Although there is a lot of new music that sounds somewhat emotional, it is that fiery passion, that ability to do something visceral to connect, that seems missing.  One of the reasons most of my best albums of 2014 were older artists, some of them my Dad’s age or older, is that those artists have a strong personality that cuts through any musical style that they might be attempting.  They have something to say and aren’t afraid to say it.  Not only that, but their singing voices are the voices of those that aren’t afraid to communicate passionately and directly.

My Dad and I were talking last night about why there is no strong social movements like there was in the 60’s.  He even commented that he felt music was one of, if not THE, leading force in changing peoples’ consciousness so that they got involved at a political level.

Now I think that one reason that strong passionate music is not on the airwaves, whether that be mainstream or indie music, is that radio DJs are now exponentially more constricted than they were in the past.  Unless it is public radio there are very few radio stations that are driven by restrictive playlists.  There are music lovers that like me will sift through music for hours to find something inspiring.  However, a great deal of people are only going to be made aware of something if they hear it in some fashion.

On top of this, again, I think you have too many singers that cannot use their voices to communicate true passion.  Autotune is obviously partially to blame, as it robs singers of their personalities in order to make singing more perfect.  (I do like when Autotune is deliberately used to make something sound like it is emotionally distant as on Kanye West’s 808 and Heartbreak or Laurie Anderson’s Homeland.)  But too many singers now, those that sing with their natural voices, seem to have thin reedy voices that by their very nature do not sound passionate in anyway.  Even the ones seem like they are trying to sing passionately seem more like they are imitating it than actually feeling it.  Music is a highly emotional art form.  If you don’t convey what you want with any real passion, can you really complain when nobody gives a fuck about what you have to say, in a way where they actually might be moved to do something different in their lives?

Anyway, I need to go take a musical shower with some records that don’t make me feel like I’m listening to someone on Xanax…

One thought on “Passionless Voices and The Death of Sex in Music

  1. Jeff, great blog!!!! Since we talked I also began thinking about how the 60s music, particularly the folk music, was not only political but it directly appealed to the idea that justice will prevail.

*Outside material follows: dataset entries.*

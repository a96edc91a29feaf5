//! OpenAPI rendering of synthesized schema sets.

use crate::id::IdType;
use crate::policy::Operation;
use crate::schema::{FieldType, SchemaDef, SchemaSet};
use utoipa::openapi::{
    content::ContentBuilder,
    path::{HttpMethod, OperationBuilder, ParameterBuilder, ParameterIn, PathItem, PathItemBuilder},
    request_body::RequestBodyBuilder,
    response::ResponseBuilder,
    schema::{ArrayBuilder, KnownFormat, ObjectBuilder, Schema, SchemaFormat, SchemaType, Type},
    Ref, RefOr, Required,
};

type SchemaCollection = Vec<(String, RefOr<Schema>)>;

fn typed(ty: Type) -> ObjectBuilder {
    ObjectBuilder::new().schema_type(SchemaType::Type(ty))
}

fn field_schema(ty: &FieldType) -> RefOr<Schema> {
    match ty {
        FieldType::Integer => Schema::Object(typed(Type::Integer).build()).into(),
        FieldType::Number => Schema::Object(typed(Type::Number).build()).into(),
        FieldType::Boolean => Schema::Object(typed(Type::Boolean).build()).into(),
        FieldType::String => Schema::Object(typed(Type::String).build()).into(),
        FieldType::Uuid => Schema::Object(
            typed(Type::String)
                .format(Some(SchemaFormat::KnownFormat(KnownFormat::Uuid)))
                .build(),
        )
        .into(),
        FieldType::Timestamp => Schema::Object(
            typed(Type::String)
                .format(Some(SchemaFormat::KnownFormat(KnownFormat::DateTime)))
                .build(),
        )
        .into(),
        FieldType::Json => Schema::Object(ObjectBuilder::new().schema_type(SchemaType::AnyValue).build()).into(),
        FieldType::List(inner) => Schema::Array(ArrayBuilder::new().items(field_schema(inner)).build()).into(),
        FieldType::Object(def) => RefOr::Ref(Ref::from_schema_name(def.name.clone())),
    }
}

fn object_schema(def: &SchemaDef) -> RefOr<Schema> {
    let mut obj = typed(Type::Object).title(Some(def.name.clone()));
    for f in &def.fields {
        obj = obj.property(f.name.clone(), field_schema(&f.ty));
        if f.required {
            obj = obj.required(f.name.clone());
        }
    }
    RefOr::T(Schema::Object(obj.build()))
}

fn reference(name: &str) -> RefOr<Schema> {
    RefOr::Ref(Ref::from_schema_name(name))
}

/// `{ key: <ref> }`
fn envelope_schema(key: &str, inner: RefOr<Schema>, required: bool) -> RefOr<Schema> {
    let mut obj = typed(Type::Object).property(key, inner);
    if required {
        obj = obj.required(key);
    }
    RefOr::T(Schema::Object(obj.build()))
}

impl SchemaSet {
    /// Component schemas contributed by this resource.
    pub fn components(&self) -> SchemaCollection {
        let mut out: SchemaCollection = vec![
            (self.link.links.name.clone(), object_schema(&self.link.links)),
            (self.create_proxy.name.clone(), object_schema(&self.create_proxy)),
            (self.update_proxy.name.clone(), object_schema(&self.update_proxy)),
            (self.single_linked.name.clone(), object_schema(&self.single_linked)),
            (self.meta.name.clone(), object_schema(&self.meta)),
        ];
        out.push((
            self.create.name().to_string(),
            envelope_schema(&self.single_name, reference(&self.create_proxy.name), true),
        ));
        out.push((
            self.update.name().to_string(),
            envelope_schema(&self.single_name, reference(&self.update_proxy.name), true),
        ));
        out.push((
            self.single.name().to_string(),
            envelope_schema(&self.single_name, reference(&self.single_linked.name), false),
        ));
        let list = typed(Type::Object)
            .property(
                self.plural_name.clone(),
                Schema::Array(ArrayBuilder::new().items(reference(&self.single_linked.name)).build()),
            )
            .property("meta", reference(&self.meta.name))
            .required("meta");
        out.push((self.many.name().to_string(), RefOr::T(Schema::Object(list.build()))));
        out
    }

    /// Path items for the generated routes of a resource mounted at `path`.
    pub fn paths(
        &self,
        path: &str,
        tags: &[String],
        id_type: IdType,
        enabled: impl Fn(Operation) -> bool,
    ) -> Vec<(String, PathItem)> {
        let op = |id: String, summary: String, response: &str| {
            let content = ContentBuilder::new().schema(Some(reference(response))).build();
            OperationBuilder::new()
                .tags(Some(tags.to_vec()))
                .operation_id(Some(id))
                .summary(Some(summary))
                .response(
                    "200",
                    ResponseBuilder::new()
                        .description("Successful Response")
                        .content("application/json", content)
                        .build(),
                )
        };
        let body = |name: &str| {
            RequestBodyBuilder::new()
                .content("application/json", ContentBuilder::new().schema(Some(reference(name))).build())
                .required(Some(Required::True))
                .build()
        };
        let id_param = ParameterBuilder::new()
            .name("id")
            .parameter_in(ParameterIn::Path)
            .required(Required::True)
            .schema(Some(field_schema(&id_type.field_type())))
            .build();

        let mut collection = PathItemBuilder::new();
        let mut item = PathItemBuilder::new();
        let (single, plural) = (&self.single_name, &self.plural_name);
        if enabled(Operation::GetMany) {
            collection = collection.operation(
                HttpMethod::Get,
                op(format!("get_many_{}", plural), format!("List {}", plural), self.many.name()).build(),
            );
        }
        if enabled(Operation::Create) {
            collection = collection.operation(
                HttpMethod::Post,
                op(format!("create_{}", single), format!("Create a {}", single), self.single.name())
                    .request_body(Some(body(self.create.name())))
                    .build(),
            );
        }
        if enabled(Operation::GetOne) {
            item = item.operation(
                HttpMethod::Get,
                op(format!("get_{}", single), format!("Get a {}", single), self.single.name())
                    .parameter(id_param.clone())
                    .build(),
            );
        }
        if enabled(Operation::Update) {
            item = item.operation(
                HttpMethod::Patch,
                op(format!("update_{}", single), format!("Update a {}", single), self.single.name())
                    .parameter(id_param.clone())
                    .request_body(Some(body(self.update.name())))
                    .build(),
            );
        }
        if enabled(Operation::Delete) {
            item = item.operation(
                HttpMethod::Delete,
                op(format!("delete_{}", single), format!("Delete a {}", single), self.single.name())
                    .parameter(id_param)
                    .build(),
            );
        }
        vec![(path.to_string(), collection.build()), (format!("{}/{{id}}", path), item.build())]
    }
}

#[cfg(test)]
mod tests {
    use super::*;
    use crate::schema::meta_object_schema;

    #[test]
    fn object_schema_marks_required_fields() {
        let def = SchemaDef::new("GroupCreate")
            .field("name", FieldType::String)
            .optional("users", FieldType::List(Box::new(FieldType::Integer)));
        let v = serde_json::to_value(object_schema(&def)).unwrap();
        assert_eq!(v["required"], serde_json::json!(["name"]));
        assert_eq!(v["properties"]["users"]["type"], "array");
        assert_eq!(v["properties"]["users"]["items"]["type"], "integer");
    }

    #[test]
    fn meta_schema_renders_integers() {
        let v = serde_json::to_value(object_schema(&meta_object_schema())).unwrap();
        assert_eq!(v["properties"]["pages"]["type"], "integer");
        assert_eq!(v["required"].as_array().unwrap().len(), 4);
    }
}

Like Martin Luther Kings message it appealed to a positive response to injustice, a message which strengthened its message because it encouraged people in the movement to turn up the volume on injustice but not violence, for this was a way of not undermining the moral message of the message. The “I have a dream;speech is another example of this. Peter and Paul played a new song that worked on this level which was about “Have you ever gone to jain on the side of justice, let me shake your hand.”